Keywords: Myasthenia gravis, non-thymomatous, thymectomy
|How to cite this article:|
Singh N, Goyal V. Thymectomy in Non-Thymomatous Myasthenia Gravis: Does An RCT Solve The 75-Year-Old Controversy?. Ann Indian Acad Neurol 2020;23:10-2
|How to cite this URL:|
Singh N, Goyal V. Thymectomy in Non-Thymomatous Myasthenia Gravis: Does An RCT Solve The 75-Year-Old Controversy?. Ann Indian Acad Neurol [serial online] 2020 [cited 2020 Feb 24];23:10-2. Available from: http://www.annalsofian.org/text.asp?2020/23/1/10/273443
The role of thymectomy in myasthenia gravis (MG) was recognized as early as 1939 when Alfred Blacock published a case report describing successful outcome of a patient with thymoma and MG after undergoing thymectomy which was extended in non-thymomatous cases. In 1966, a large case series comprising 1,355 patients with MG [including 188 non-thymomatous MG (NTMG)] was published. This retrospective study had a huge impact on neurology practice as it showed marked improvement in 51% and total remission in 38% in a subset of females younger than 40 years of age.
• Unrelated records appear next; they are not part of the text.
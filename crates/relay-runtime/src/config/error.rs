//! Configuration error types.

use std::path::PathBuf;
use thiserror::Error;

/// Errors that can occur during configuration loading and validation.
#[derive(Error, Debug)]
pub enum ConfigError {
    /// File not found at the specified path.
    #[error("Configuration file not found: {0}")]
    FileNotFound(PathBuf),

    /// The sources could not be merged or extracted.
    #[error("Failed to parse configuration: {0}")]
    ParseError(String),

    /// Invalid configuration value.
    #[error("Invalid configuration: {message}")]
    ValidationError { message: String },

    /// Missing required field.
    #[error("Missing required configuration field: {field}")]
    MissingField { field: String },
}

impl ConfigError {
    /// Creates a validation error with the given message.
    pub fn validation(message: impl Into<String>) -> Self {
        Self::ValidationError {
            message: message.into(),
        }
    }

    /// Creates a missing field error.
    pub fn missing_field(field: impl Into<String>) -> Self {
        Self::MissingField {
            field: field.into(),
        }
    }
}

impl From<figment::Error> for ConfigError {
    fn from(err: figment::Error) -> Self {
        Self::ParseError(err.to_string())
    }
}

/// Result type for configuration operations.
pub type ConfigResult<T> = Result<T, ConfigError>;
//! Demo commands.

use std::convert::Infallible;

use parking_lot::Mutex;
use relay::prelude::*;

// ============================================================================
// ping: prefix and slash, named after its entry point
// ============================================================================

pub struct Ping;

impl Ping {
    async fn ping(self: Arc<Self>, event: CommandEvent) -> String {
        format!("pong ({})", event.style())
    }
}

pub fn ping() -> CommandClass {
    CommandClass::new(Ping)
        .annotate(Annotation::prefix_command("", "Replies with pong"))
        .annotate(Annotation::slash_command("", "Replies with pong"))
        .method(MethodMeta::new("ping", Ping::ping).main())
}

// ============================================================================
// say: hybrid, options inferred from parameter types
// ============================================================================

pub struct Say;

impl Say {
    async fn say(
        self: Arc<Self>,
        _event: CommandEvent,
        text: String,
        times: Option<i64>,
        loud: Option<bool>,
    ) -> String {
        let text = if loud == Some(true) {
            text.to_uppercase()
        } else {
            text
        };
        let times = usize::try_from(times.unwrap_or(1)).unwrap_or(1).clamp(1, 5);
        vec![text; times].join(" ")
    }
}

pub fn say() -> CommandClass {
    let style = CommandStyle::Hybrid;
    CommandClass::new(Say)
        .annotate(Annotation::hybrid_command("say", "Repeat some text"))
        .method(
            MethodMeta::new("say", Say::say)
                .main()
                .param(
                    0,
                    [Annotation::option(style, "text", "Text to repeat"), Annotation::Required],
                )
                .param(1, [Annotation::option(style, "times", "Repetitions")])
                .param(2, [Annotation::option(style, "loud", "Shout it")]),
        )
}

// ============================================================================
// note: slash, subcommands plus an `admin` group
// ============================================================================

#[derive(Default)]
pub struct Notes {
    entries: Arc<Mutex<Vec<String>>>,
}

impl Notes {
    async fn add(self: Arc<Self>, _event: CommandEvent, text: String) -> String {
        let mut entries = self.entries.lock();
        entries.push(text);
        format!("Saved note #{}", entries.len())
    }

    async fn list(self: Arc<Self>, event: CommandEvent) -> Result<(), BoxError> {
        let listing = {
            let entries = self.entries.lock();
            if entries.is_empty() {
                "No notes yet".to_string()
            } else {
                entries
                    .iter()
                    .enumerate()
                    .map(|(i, note)| format!("{}. {note}", i + 1))
                    .collect::<Vec<_>>()
                    .join("\n")
            }
        };
        event.reply_ephemeral(&listing).await?;
        Ok(())
    }
}

pub struct NotesAdmin {
    entries: Arc<Mutex<Vec<String>>>,
}

impl NotesAdmin {
    async fn clear(self: Arc<Self>, _event: CommandEvent) -> String {
        let removed = std::mem::take(&mut *self.entries.lock()).len();
        format!("Removed {removed} notes")
    }
}

pub fn note() -> CommandClass {
    let style = CommandStyle::Slash;
    let notes = Notes::default();
    let entries = Arc::clone(&notes.entries);

    CommandClass::new(notes)
        .annotate(Annotation::slash_command("note", "Keep short notes"))
        .method(
            MethodMeta::new("add", Notes::add)
                .annotate(Annotation::subcommand(style, "", "Save a note"))
                .param(
                    0,
                    [Annotation::option(style, "text", "Note text"), Annotation::Required],
                ),
        )
        .method(
            MethodMeta::new("list", Notes::list)
                .annotate(Annotation::subcommand(style, "", "Show saved notes")),
        )
        .group(
            GroupClass::with_constructor(move || {
                Ok::<_, Infallible>(NotesAdmin {
                    entries: Arc::clone(&entries),
                })
            })
            .annotate(Annotation::group(style, "admin", "Manage notes"))
            .method(
                MethodMeta::new("clear", NotesAdmin::clear)
                    .annotate(Annotation::subcommand(style, "", "Delete every note")),
            ),
        )
}

/// Every demo command.
pub fn all() -> Vec<CommandClass> {
    vec![ping(), say(), note()]
}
At the same time, the role of thymus in pathogenesis of acetylcholine receptor antibody (AchRAb)-positive MG was described, suggesting that thymus has a key role in inducing AchRAb production. Three subgroups of antibody-positive patients were identified and then further classified on the basis of age, sex, HLA association, and presence of myoid cells. The three groups identified were as follows: early onset with thymic hyperplasia, late onset with thymic atrophy, and finally, those with thymoma.
The role of thymectomy in thymomatous MG is unambiguous as it is essential to remove any tumor from the body. However, its role in NTMG remains debatable. The evidence till date is based on 12 non-randomized observational retrospective series, one prospective cohort study, which relies on remission rates using Kaplan–Meier curves, and a single randomized controlled trial (RCT).
There is a lot of variability in these trials in terms of age of recruitment, duration and severity of disease, inclusion of patients with thymoma, surgical techniques used, use of concomitant immune-suppression (IS), and duration of post-surgical follow-up.
A review by Grosenth et al. which included all non-randomized studies dating back to 1953 concluded that no class I studies have been performed and class II studies show higher remission rates in the thymectomy group.
A Cochrane review (2013) concluded that there are no published RCTs on this topic. The consensus statement stated that “The value of thymectomy in the treatment of pre-pubertal patients with MG is unclear, but thymectomy should be considered in young adults with generalized AChR antibody–positive MG: If the response to pyridostigmine and IS therapy is unsatisfactory; or to avoid potential complications of IS therapy.”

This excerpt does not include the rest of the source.